(RECORDS TO USE Opens)

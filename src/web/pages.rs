//! Pages of the live web application.

use crate::models::Table;
use crate::report::html::{dashboard_page, escape, layout, DashboardSource};

const STYLESHEET: &str = "/static/style.css";

const NAV: &str = r#"<a href="/">Beranda</a> <a href="/dashboard">Dashboard</a> <a href="/manage">Kelola Data</a> <a href="/export/summary.csv">Ringkasan CSV</a> <a href="/export/full.csv">Data Penuh CSV</a>"#;

/// Kind of notice shown after an edit.
#[derive(Debug, Clone, Copy, PartialEq, Eq)]
pub enum NoticeKind {
    Success,
    Error,
}

impl NoticeKind {
    pub fn as_str(&self) -> &'static str {
        match self {
            NoticeKind::Success => "success",
            NoticeKind::Error => "error",
        }
    }

    pub fn parse(s: &str) -> Self {
        match s {
            "error" => NoticeKind::Error,
            _ => NoticeKind::Success,
        }
    }
}

/// Landing page: form link, QR code and worksheet name.
pub fn landing(form_url: &str, worksheet: &str) -> String {
    let body = format!(
        r#"<h1>CERIA SKM</h1>
<p>Survei Kepuasan Masyarakat. Isi survei melalui tautan atau pindai kode QR di bawah.</p>
<p><a class="button" href="{url}" target="_blank">Isi Survei</a></p>
<img src="/qr" alt="QR Form" class="qr"/>
<p><small>Sumber data: lembar <strong>{worksheet}</strong></small></p>
<nav>{nav}</nav>"#,
        url = escape(form_url),
        worksheet = escape(worksheet),
        nav = NAV,
    );
    layout("CERIA SKM", STYLESHEET, "", &body)
}

/// Interactive dashboard fed by `/api/dashboard-data`.
pub fn dashboard() -> String {
    dashboard_page(&DashboardSource {
        data_url: "/api/dashboard-data",
        nav: NAV,
        footer: "Data dihitung ulang pada setiap permintaan.",
        stylesheet_href: STYLESHEET,
    })
}

/// Raw table with edit and delete actions per row.
pub fn manage(table: &Table, notice: Option<(&str, NoticeKind)>) -> String {
    let mut body = String::new();
    body.push_str("<h1>Kelola Data</h1>\n");
    body.push_str(&format!("<nav>{}</nav>\n", NAV));

    if let Some((message, kind)) = notice {
        body.push_str(&format!(
            "<p class=\"notice {}\">{}</p>\n",
            kind.as_str(),
            escape(message)
        ));
    }

    body.push_str("<table>\n<thead><tr><th>#</th>");
    for header in &table.headers {
        body.push_str(&format!("<th>{}</th>", escape(header)));
    }
    body.push_str("<th>Aksi</th></tr></thead>\n<tbody>\n");

    for (i, row) in table.rows.iter().enumerate() {
        let rownum = i + 1;
        body.push_str(&format!("<tr><td>{}</td>", rownum));
        for cell in table.pad_row(row) {
            body.push_str(&format!("<td>{}</td>", escape(&cell)));
        }
        body.push_str(&format!(
            "<td><a href=\"/edit/{n}\">Ubah</a> <button onclick=\"hapus({n})\">Hapus</button></td></tr>\n",
            n = rownum
        ));
    }
    body.push_str("</tbody>\n</table>\n");

    body.push_str(
        r#"<script>
async function hapus(n) {
  if (!confirm('Hapus baris ' + n + '?')) return;
  const res = await fetch('/delete/' + n, { method: 'POST' });
  const d = await res.json();
  if (res.ok) { location.reload(); } else { alert(d.error || 'Gagal menghapus'); }
}
</script>"#,
    );

    layout("Kelola Data – CERIA SKM", STYLESHEET, "", &body)
}

/// Edit form with one `col_{i}` field per header.
pub fn edit_row(headers: &[String], current: &[String], rownum: usize) -> String {
    let mut body = format!(
        "<h1>Ubah Baris {n}</h1>\n<nav>{nav}</nav>\n<form method=\"post\" action=\"/edit/{n}\">\n<table>\n",
        n = rownum,
        nav = NAV
    );

    for (i, header) in headers.iter().enumerate() {
        let value = current.get(i).map(String::as_str).unwrap_or("");
        body.push_str(&format!(
            "<tr><th><label for=\"col_{i}\">{label}</label></th><td><input id=\"col_{i}\" name=\"col_{i}\" value=\"{value}\"/></td></tr>\n",
            i = i,
            label = escape(header),
            value = escape(value),
        ));
    }

    body.push_str("</table>\n<p><button class=\"button\" type=\"submit\">Simpan</button> <a href=\"/manage\">Batal</a></p>\n</form>");

    layout("Ubah Baris – CERIA SKM", STYLESHEET, "", &body)
}
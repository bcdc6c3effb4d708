//! Question column selection.

use super::SurveyRules;

/// Returns the indices of scorable question columns, ascending.
///
/// Metadata columns before `meta_offset` are skipped. A trailing column
/// whose name is in the by-name exclusion set is dropped first, then every
/// remaining candidate is checked against both exclusion sets.
pub fn question_columns(headers: &[String], rules: &SurveyRules) -> Vec<usize> {
    let mut candidates: Vec<usize> = (rules.meta_offset..headers.len()).collect();

    if let Some(last) = headers.last() {
        if rules.is_excluded_name(last) {
            candidates.pop();
        }
    }

    candidates
        .into_iter()
        .filter(|&i| !rules.is_excluded(&headers[i]))
        .collect()
}
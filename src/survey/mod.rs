//! Survey aggregation engine.
//!
//! This module is the single implementation of column classification,
//! answer scoring and averaging. Both the live web application and the
//! static snapshot generator go through it.

pub mod aggregator;
pub mod classifier;
pub mod scoring;

pub use aggregator::dashboard_data;

use crate::config::SurveyConfig;
use std::collections::HashSet;

/// Column filtering and grouping rules, normalized for lookups.
#[derive(Debug, Clone)]
pub struct SurveyRules {
    /// Columns before this index are respondent metadata.
    pub meta_offset: usize,
    /// Lower-cased free-text/comment column names.
    exclude_by_name: HashSet<String>,
    /// Lower-cased question texts that are never scored.
    exclude_by_question: HashSet<String>,
    /// Lower-cased name of the grouping column.
    group_column: String,
    /// Label for rows whose group cell is blank.
    pub unnamed_group: String,
    /// Remark threshold.
    pub threshold: f64,
}

impl SurveyRules {
    /// Whether a header matches the by-name exclusion set.
    pub fn is_excluded_name(&self, header: &str) -> bool {
        self.exclude_by_name.contains(&normalize(header))
    }

    /// Whether a header matches either exclusion set.
    pub fn is_excluded(&self, header: &str) -> bool {
        let name = normalize(header);
        self.exclude_by_name.contains(&name) || self.exclude_by_question.contains(&name)
    }

    /// Whether a header is the grouping column.
    pub fn is_group_column(&self, header: &str) -> bool {
        normalize(header) == self.group_column
    }
}

impl From<&SurveyConfig> for SurveyRules {
    fn from(config: &SurveyConfig) -> Self {
        Self {
            meta_offset: config.meta_offset,
            exclude_by_name: config.exclude_by_name.iter().map(|n| normalize(n)).collect(),
            exclude_by_question: config
                .exclude_by_question
                .iter()
                .map(|n| normalize(n))
                .collect(),
            group_column: normalize(&config.group_column),
            unnamed_group: config.unnamed_group.clone(),
            threshold: config.threshold,
        }
    }
}

impl Default for SurveyRules {
    fn default() -> Self {
        Self::from(&SurveyConfig::default())
    }
}

/// Trim and lower-case a header or cell for comparisons.
fn normalize(value: &str) -> String {
    value.trim().to_lowercase()
}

(RECORDS TO USE Closes)

WORK TO COMPLETE -
How many of the lines above include the word "Survei"? Only the number should be given.

SOLVED PROBLEM -
2